サルコジを騙したロシア流交渉術

2008.8.26
同日 11:15修正



 グルジア紛争は、ロシアお得意の分かりやすい展開を見せており、警備地域にロシア軍を駐留させ続け、境界線の既成事実化を狙っています。

 ロシアはロシア軍がOSCEの停戦監視団と交代するのを拒否するつもりです。サルコジ大統領は、メドベージェフ大統領と電話で会談しましたが、メドベージェフ大統領は、ロシア軍がOSCEの停戦監視団と交代するつもりはないと述べました。ノゴビツィン参謀本部次長は「ロシアは、OSCE主導の部隊がロシア軍に取って代わることに同意したことはない」と述べました。これは停戦合意に明確にどの組織が停戦監視を行うかを明記していなかったことを逆手に取っているのです。さらに、ロシア上院は南オセチアとアブハジアの独立求める決議案を全会一致で可決しました。ロシアは、「ロシアこそ最適の国際的な監視団である」と主張するつもりでしょう。

 ロシアはグルジアの東西をつなぎ、幹線道路と黒海へのパイプラインが通る地域の間近を押さえています。こうして、グルジアに圧力をかけることには、2つの目的があります。まず、グルジアが根を上げて、ロシアに帰属すること。これはロシアにとって最高の勝利です。次は、このままの状態を続けて、グルジアがNATOに参加することを拒むことです。グルジアひとつのために、EUもそこまではやるまいと、ロシアは踏んでいるのです。

 JAMES TOWN FUNDATIONに掲載されたウラジミール・ソコー氏(Vladimir Socor)のレポートによると、警備地域に関する記述は、サルコジ大統領が提案したのではなく、ロシアが固執したためにサルコジ大統領が追加したものでした。ソコー氏によれば、メドベージェフ大統領はサルコジ大統領を意図的に誤導しました。ロシア語の「otvod」は「撤退」を意味する「vyvod」よりも、「後退」をより強く意味する言葉です。メドベージェフ大統領は、停戦合意文書中の「撤退」をロシア語に直す時、この「otvod」を用いたのです。アナトリー・ノゴヴィシン上級大将は、18日に、「少なくとも若干のロシア軍が、撤退(vyvod)ではなく、後退(otvod)するだろう」と述べ、ロシア語のニュアンスの違いについても説明したと言います。

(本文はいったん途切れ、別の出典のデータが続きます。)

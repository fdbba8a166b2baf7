//! Page geometry: points, rectangles and PDF transformation matrices
//!
//! Points and rectangles handed out by this crate are in *page coordinates*:
//! PDF points with the origin at the top-left corner of the page's crop box
//! and y growing downwards. Matrices operate in PDF user space (origin
//! bottom-left, y upwards) and are only used while interpreting content.

/// A point in page coordinates
#[derive(Debug, Clone, Copy, Default, PartialEq)]
pub struct Point {
    pub x: f64,
    pub y: f64,
}

impl Point {
    pub fn new(x: f64, y: f64) -> Self {
        Self { x, y }
    }
}

/// Axis-aligned rectangle in page coordinates
///
/// `(x0, y0)` is the top-left corner and `(x1, y1)` the bottom-right one.
#[derive(Debug, Clone, Copy, Default, PartialEq)]
pub struct Rect {
    pub x0: f64,
    pub y0: f64,
    pub x1: f64,
    pub y1: f64,
}

impl Rect {
    pub fn new(x0: f64, y0: f64, x1: f64, y1: f64) -> Self {
        Self { x0, y0, x1, y1 }
    }

    /// Smallest rectangle containing all given points
    pub fn from_points(points: &[(f64, f64)]) -> Self {
        let mut rect = Self {
            x0: f64::INFINITY,
            y0: f64::INFINITY,
            x1: f64::NEG_INFINITY,
            y1: f64::NEG_INFINITY,
        };
        for &(x, y) in points {
            rect.x0 = rect.x0.min(x);
            rect.y0 = rect.y0.min(y);
            rect.x1 = rect.x1.max(x);
            rect.y1 = rect.y1.max(y);
        }
        rect
    }

    pub fn width(&self) -> f64 {
        self.x1 - self.x0
    }

    pub fn height(&self) -> f64 {
        self.y1 - self.y0
    }

    /// Geometric midpoint of the rectangle
    pub fn center(&self) -> Point {
        Point::new((self.x0 + self.x1) / 2.0, (self.y0 + self.y1) / 2.0)
    }

    /// Smallest rectangle containing both `self` and `other`
    pub fn union(&self, other: &Rect) -> Rect {
        Rect {
            x0: self.x0.min(other.x0),
            y0: self.y0.min(other.y0),
            x1: self.x1.max(other.x1),
            y1: self.y1.max(other.y1),
        }
    }
}

/// A page's visible area in PDF user space
///
/// Converts between user space and page coordinates.
#[derive(Debug, Clone, Copy, PartialEq)]
pub(crate) struct PageBox {
    pub left: f64,
    pub bottom: f64,
    pub right: f64,
    pub top: f64,
}

impl PageBox {
    /// Normalize `[llx lly urx ury]`, which writers may store flipped
    pub fn from_corners(x0: f64, y0: f64, x1: f64, y1: f64) -> Self {
        Self {
            left: x0.min(x1),
            bottom: y0.min(y1),
            right: x0.max(x1),
            top: y0.max(y1),
        }
    }

    pub fn width(&self) -> f64 {
        self.right - self.left
    }

    pub fn height(&self) -> f64 {
        self.top - self.bottom
    }

    /// User space to page coordinates
    pub fn to_page(&self, (x, y): (f64, f64)) -> (f64, f64) {
        (x - self.left, self.top - y)
    }

    /// Page coordinates to user space
    pub fn to_user(&self, point: Point) -> (f64, f64) {
        (point.x + self.left, self.top - point.y)
    }
}

/// PDF transformation matrix `[a b c d e f]`
///
/// Points are row vectors, so `m1.multiply(&m2)` applies `m1` first.
#[derive(Debug, Clone, Copy, PartialEq)]
pub(crate) struct Matrix {
    pub a: f64,
    pub b: f64,
    pub c: f64,
    pub d: f64,
    pub e: f64,
    pub f: f64,
}

impl Matrix {
    pub const IDENTITY: Matrix = Matrix {
        a: 1.0,
        b: 0.0,
        c: 0.0,
        d: 1.0,
        e: 0.0,
        f: 0.0,
    };

    pub fn new(a: f64, b: f64, c: f64, d: f64, e: f64, f: f64) -> Self {
        Self { a, b, c, d, e, f }
    }

    pub fn translate(tx: f64, ty: f64) -> Self {
        Self::new(1.0, 0.0, 0.0, 1.0, tx, ty)
    }

    pub fn multiply(&self, other: &Matrix) -> Matrix {
        Matrix {
            a: self.a * other.a + self.b * other.c,
            b: self.a * other.b + self.b * other.d,
            c: self.c * other.a + self.d * other.c,
            d: self.c * other.b + self.d * other.d,
            e: self.e * other.a + self.f * other.c + other.e,
            f: self.e * other.b + self.f * other.d + other.f,
        }
    }

    pub fn transform(&self, x: f64, y: f64) -> (f64, f64) {
        (
            self.a * x + self.c * y + self.e,
            self.b * x + self.d * y + self.f,
        )
    }

    /// Length of the transformed vertical unit vector
    pub fn vertical_scale(&self) -> f64 {
        self.c.hypot(self.d)
    }
}

impl Default for Matrix {
    fn default() -> Self {
        Self::IDENTITY
    }
}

 私の記憶では、国内メディアは、このことを報じていません。多くの場合、海外から配信される記事は要旨だけが翻訳され、細かなニュアンスは省略されます。このサイトでは、そうした抄訳に不備がある場合が多いので、海外の記事を扱うようにしているのですが、今回、その欠点が露見したようです。英語で配信された記事にも「withdraw」としか書かれておらず、世界のメディアがロシアの工作に気が付かなかったことを示しています。

 18世紀じゃあるまいし、ロシアは、よくもやってくれたものです。言語間の微妙な意味の違いは、海外のニュースを読む時に、常に気になることです。英語に翻訳された時に起こる意味の変化を気にしながら読んでも、問題点をすべて知ることはできません。イスラム武装勢力のウェブサイトを直接読めたらと思うことは、よくあります。メディアは特に注意しなければいけないことなのですが、ノゴヴィシン上級大将の定例会見に出席した記者は、鼻が湿っていなかったのか何なのか、とにかく肝心な部分が世界に認識されなかったわけです。

 グルジア紛争は長期化が確実となりました。EUは失敗を取り戻すために、体勢を立て直さなければなりません。おそらく、すでにやっていると思いますが、フランスやドイツなどが中心となって、戦略を立て直す必要があります。強引ですが、グルジアのNATO参加を強行すると見せ、ロシアの譲歩を引き出す手もあります。気になるのは、対テロ戦で互いに協力する関係上、どの国も紛争をあまり激化させられないところです。このため、この紛争はこれまで以上に複雑なものになりそうです。